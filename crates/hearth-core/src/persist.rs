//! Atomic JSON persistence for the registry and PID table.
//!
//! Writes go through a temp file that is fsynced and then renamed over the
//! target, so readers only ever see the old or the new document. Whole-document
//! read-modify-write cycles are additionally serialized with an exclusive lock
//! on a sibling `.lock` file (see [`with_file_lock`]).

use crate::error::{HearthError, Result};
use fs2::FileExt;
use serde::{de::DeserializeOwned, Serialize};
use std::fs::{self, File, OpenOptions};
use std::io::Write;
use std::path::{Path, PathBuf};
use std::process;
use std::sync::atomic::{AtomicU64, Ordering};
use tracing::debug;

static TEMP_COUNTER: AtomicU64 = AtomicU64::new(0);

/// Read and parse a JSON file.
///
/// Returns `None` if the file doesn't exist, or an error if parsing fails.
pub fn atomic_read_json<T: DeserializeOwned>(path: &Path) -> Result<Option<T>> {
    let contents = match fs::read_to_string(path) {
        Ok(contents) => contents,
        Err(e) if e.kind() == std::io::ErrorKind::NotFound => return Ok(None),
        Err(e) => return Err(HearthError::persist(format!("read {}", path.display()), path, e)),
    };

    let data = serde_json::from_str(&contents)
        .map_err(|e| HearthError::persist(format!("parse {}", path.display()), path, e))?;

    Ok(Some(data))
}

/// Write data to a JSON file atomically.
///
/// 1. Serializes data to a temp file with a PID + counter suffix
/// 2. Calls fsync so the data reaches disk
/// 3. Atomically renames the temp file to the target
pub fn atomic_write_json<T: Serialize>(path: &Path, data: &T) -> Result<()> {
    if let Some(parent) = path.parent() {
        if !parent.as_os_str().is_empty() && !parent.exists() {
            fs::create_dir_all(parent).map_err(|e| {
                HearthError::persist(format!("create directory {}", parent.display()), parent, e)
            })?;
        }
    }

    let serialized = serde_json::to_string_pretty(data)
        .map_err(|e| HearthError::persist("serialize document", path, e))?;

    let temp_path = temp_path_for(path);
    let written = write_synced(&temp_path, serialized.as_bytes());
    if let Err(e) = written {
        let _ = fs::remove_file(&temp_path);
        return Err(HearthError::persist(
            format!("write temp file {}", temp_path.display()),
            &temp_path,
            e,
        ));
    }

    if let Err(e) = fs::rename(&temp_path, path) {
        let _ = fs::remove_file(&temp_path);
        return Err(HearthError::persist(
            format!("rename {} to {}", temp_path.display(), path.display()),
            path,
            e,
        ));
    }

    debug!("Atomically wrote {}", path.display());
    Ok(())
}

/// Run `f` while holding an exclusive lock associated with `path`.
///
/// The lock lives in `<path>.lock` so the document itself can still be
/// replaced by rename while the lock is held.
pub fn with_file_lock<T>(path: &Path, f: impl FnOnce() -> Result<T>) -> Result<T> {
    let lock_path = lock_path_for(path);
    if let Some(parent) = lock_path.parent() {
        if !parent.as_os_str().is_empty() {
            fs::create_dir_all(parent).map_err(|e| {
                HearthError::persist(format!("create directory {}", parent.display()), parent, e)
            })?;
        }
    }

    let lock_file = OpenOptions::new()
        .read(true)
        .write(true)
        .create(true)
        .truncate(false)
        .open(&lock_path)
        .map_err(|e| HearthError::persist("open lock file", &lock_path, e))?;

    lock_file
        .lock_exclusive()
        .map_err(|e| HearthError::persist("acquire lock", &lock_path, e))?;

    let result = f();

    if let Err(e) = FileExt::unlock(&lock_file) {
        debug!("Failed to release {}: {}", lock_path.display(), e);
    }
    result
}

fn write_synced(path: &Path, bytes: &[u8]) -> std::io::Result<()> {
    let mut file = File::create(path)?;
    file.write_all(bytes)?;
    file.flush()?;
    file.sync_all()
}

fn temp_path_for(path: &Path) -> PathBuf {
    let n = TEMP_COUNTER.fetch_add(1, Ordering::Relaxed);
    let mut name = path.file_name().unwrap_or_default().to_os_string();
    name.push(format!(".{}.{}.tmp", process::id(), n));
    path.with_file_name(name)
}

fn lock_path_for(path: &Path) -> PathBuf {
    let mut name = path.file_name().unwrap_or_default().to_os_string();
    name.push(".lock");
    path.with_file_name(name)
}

Directions for this task –
Each line of the listing should be copied exactly, with none left out.

Solution for this exercise –
filename crates/hearth-core/src/persist.rs
//! Atomic JSON persistence for the registry and PID table.
//!
//! Writes go through a temp file that is fsynced and then renamed over the
//! target, so readers only ever see the old or the new document. Whole-document
//! read-modify-write cycles are additionally serialized with an exclusive lock
//! on a sibling `.lock` file (see [`with_file_lock`]).

use crate::error::{HearthError, Result};
use fs2::FileExt;
use serde::{de::DeserializeOwned, Serialize};
use std::fs::{self, File, OpenOptions};
use std::io::Write;
use std::path::{Path, PathBuf};
use std::process;
use std::sync::atomic::{AtomicU64, Ordering};
use tracing::debug;

static TEMP_COUNTER: AtomicU64 = AtomicU64::new(0);

/// Read and parse a JSON file.
///
/// Returns `None` if the file doesn't exist, or an error if parsing fails.
pub fn atomic_read_json<T: DeserializeOwned>(path: &Path) -> Result<Option<T>> {
    let contents = match fs::read_to_string(path) {
        Ok(contents) => contents,
        Err(e) if e.kind() == std::io::ErrorKind::NotFound => return Ok(None),
        Err(e) => return Err(HearthError::persist(format!("read {}", path.display()), path, e)),
    };

    let data = serde_json::from_str(&contents)
        .map_err(|e| HearthError::persist(format!("parse {}", path.display()), path, e))?;

    Ok(Some(data))
}

/// Write data to a JSON file atomically.
///
/// 1. Serializes data to a temp file with a PID + counter suffix
/// 2. Calls fsync so the data reaches disk
/// 3. Atomically renames the temp file to the target
pub fn atomic_write_json<T: Serialize>(path: &Path, data: &T) -> Result<()> {
    if let Some(parent) = path.parent() {
        if !parent.as_os_str().is_empty() && !parent.exists() {
            fs::create_dir_all(parent).map_err(|e| {
                HearthError::persist(format!("create directory {}", parent.display()), parent, e)
            })?;
        }
    }

    let serialized = serde_json::to_string_pretty(data)
        .map_err(|e| HearthError::persist("serialize document", path, e))?;

    let temp_path = temp_path_for(path);
    let written = write_synced(&temp_path, serialized.as_bytes());
    if let Err(e) = written {
        let _ = fs::remove_file(&temp_path);
        return Err(HearthError::persist(
            format!("write temp file {}", temp_path.display()),
            &temp_path,
            e,
        ));
    }

    if let Err(e) = fs::rename(&temp_path, path) {
        let _ = fs::remove_file(&temp_path);
        return Err(HearthError::persist(
            format!("rename {} to {}", temp_path.display(), path.display()),
            path,
            e,
        ));
    }

    debug!("Atomically wrote {}", path.display());
    Ok(())
}

/// Run `f` while holding an exclusive lock associated with `path`.
///
/// The lock lives in `<path>.lock` so the document itself can still be
/// replaced by rename while the lock is held.
pub fn with_file_lock<T>(path: &Path, f: impl FnOnce() -> Result<T>) -> Result<T> {
    let lock_path = lock_path_for(path);
    if let Some(parent) = lock_path.parent() {
        if !parent.as_os_str().is_empty() {
            fs::create_dir_all(parent).map_err(|e| {
                HearthError::persist(format!("create directory {}", parent.display()), parent, e)
            })?;
        }
    }

    let lock_file = OpenOptions::new()
        .read(true)
        .write(true)
        .create(true)
        .truncate(false)
        .open(&lock_path)
        .map_err(|e| HearthError::persist("open lock file", &lock_path, e))?;

    lock_file
        .lock_exclusive()
        .map_err(|e| HearthError::persist("acquire lock", &lock_path, e))?;

    let result = f();

    if let Err(e) = FileExt::unlock(&lock_file) {
        debug!("Failed to release {}: {}", lock_path.display(), e);
    }
    result
}

fn write_synced(path: &Path, bytes: &[u8]) -> std::io::Result<()> {
    let mut file = File::create(path)?;
    file.write_all(bytes)?;
    file.flush()?;
    file.sync_all()
}

fn temp_path_for(path: &Path) -> PathBuf {
    let n = TEMP_COUNTER.fetch_add(1, Ordering::Relaxed);
    let mut name = path.file_name().unwrap_or_default().to_os_string();
    name.push(format!(".{}.{}.tmp", process::id(), n));
    path.with_file_name(name)
}

fn lock_path_for(path: &Path) -> PathBuf {
    let mut name = path.file_name().unwrap_or_default().to_os_string();
    name.push(".lock");
    path.with_file_name(name)
}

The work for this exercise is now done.